Thankfully, researchers in Canada are working to make cannabis strains and flavors more standardized and easily identifiable - and it’s all thanks to science.

According to CTV News, a team lead by Prof. Jorg Bohlmann at the University of British Columbia has isolated 30 terpene-producing genes within the cannabis genome. The genes are ascribed to specific flavors and aromas and will theoretically lead to more approachable, standardized strain classifications, similar to the varieties seen in the wine industry (OK, hopefully a little less confusing than wine).

The team has identified the 30 genes, and they’ve seen some of the combinations that create our favorite skunky and piney buds, but there is still a lot of work to be done. Bohlmann compared the undertaking to a symphony orchestra.

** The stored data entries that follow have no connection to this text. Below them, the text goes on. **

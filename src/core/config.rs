use crate::query::types::SortOrder;

/// Largest result set a text search will ever return.
pub const MAX_TEXT_SEARCH_RESULTS: usize = 128;

/// Store configuration. Built once and handed to `Ndb::open`; the store keeps
/// its own copy and never mutates it.
#[derive(Debug, Clone)]
pub struct Config {
    pub mapsize: u64,               // Ceiling for the mapped data file
    pub skip_verification: bool,    // Accept notes without checking signatures
    pub ingest_batch_size: usize,   // Notes per write transaction during import
    pub note_cache_size: usize,     // Decoded notes kept in the LRU, 0 disables it
    pub max_line_len: usize,        // Longer import lines are rejected as malformed
}

impl Default for Config {
    fn default() -> Self {
        Config {
            mapsize: 32 * 1024 * 1024 * 1024,  // 32GiB
            skip_verification: false,
            ingest_batch_size: 4096,
            note_cache_size: 4096,
            max_line_len: 16 * 1024 * 1024,  // 16MiB
        }
    }
}

impl Config {
    pub fn with_mapsize(mut self, mapsize: u64) -> Self {
        self.mapsize = mapsize;
        self
    }

    pub fn with_skip_verification(mut self, skip: bool) -> Self {
        self.skip_verification = skip;
        self
    }

    pub fn with_ingest_batch_size(mut self, batch_size: usize) -> Self {
        self.ingest_batch_size = batch_size.max(1);
        self
    }

    pub fn with_note_cache_size(mut self, size: usize) -> Self {
        self.note_cache_size = size;
        self
    }

    pub fn with_max_line_len(mut self, len: usize) -> Self {
        self.max_line_len = len;
        self
    }
}

/// Options for a single full-text search.
#[derive(Debug, Clone, PartialEq)]
pub struct TextSearchConfig {
    pub order: SortOrder,
    pub limit: Option<usize>,
}

impl Default for TextSearchConfig {
    fn default() -> Self {
        TextSearchConfig {
            order: SortOrder::Desc,
            limit: None,
        }
    }
}

impl TextSearchConfig {
    pub fn with_order(mut self, order: SortOrder) -> Self {
        self.order = order;
        self
    }

    pub fn with_limit(mut self, limit: usize) -> Self {
        self.limit = Some(limit);
        self
    }

    /// Effective number of results: the requested limit capped at
    /// `MAX_TEXT_SEARCH_RESULTS`, or the cap itself when unset.
    pub fn effective_limit(&self) -> usize {
        self.limit
            .unwrap_or(MAX_TEXT_SEARCH_RESULTS)
            .min(MAX_TEXT_SEARCH_RESULTS)
    }
}
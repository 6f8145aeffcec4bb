pub mod executor;
pub mod results;
pub mod text;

"Think of all the marvellous music you can create and all the variations you can create with 30 individual musicians that you can individually call up or play all together," Bohlmann told CTV. "What we know now (is) who are all the players in the symphony orchestra, but we don't quite know yet what everyone exactly does, and now we need to find out who is actually the conductor and how is the conductor working with his orchestra in terms of calling up one of the players and leaving others more in the background."

And while cannabis cultivators have been splicing genes and reproducing strains for decades, the lack of a regulated industry has led to inconsistencies and a whole lot of black market dealers willing to straight-up lie about what they’re selling.

"This is largely because much of the cannabis industry has been in an illegal space," Bohlmann said. "People have been growing their own different strains wherever, garden sheds or basements."

As Canada prepares for full-scale legalization next year, the University of British Columbia research team is trying to make sure that the prohibition’s past doen’t follow cannabis into the new era of open acceptance.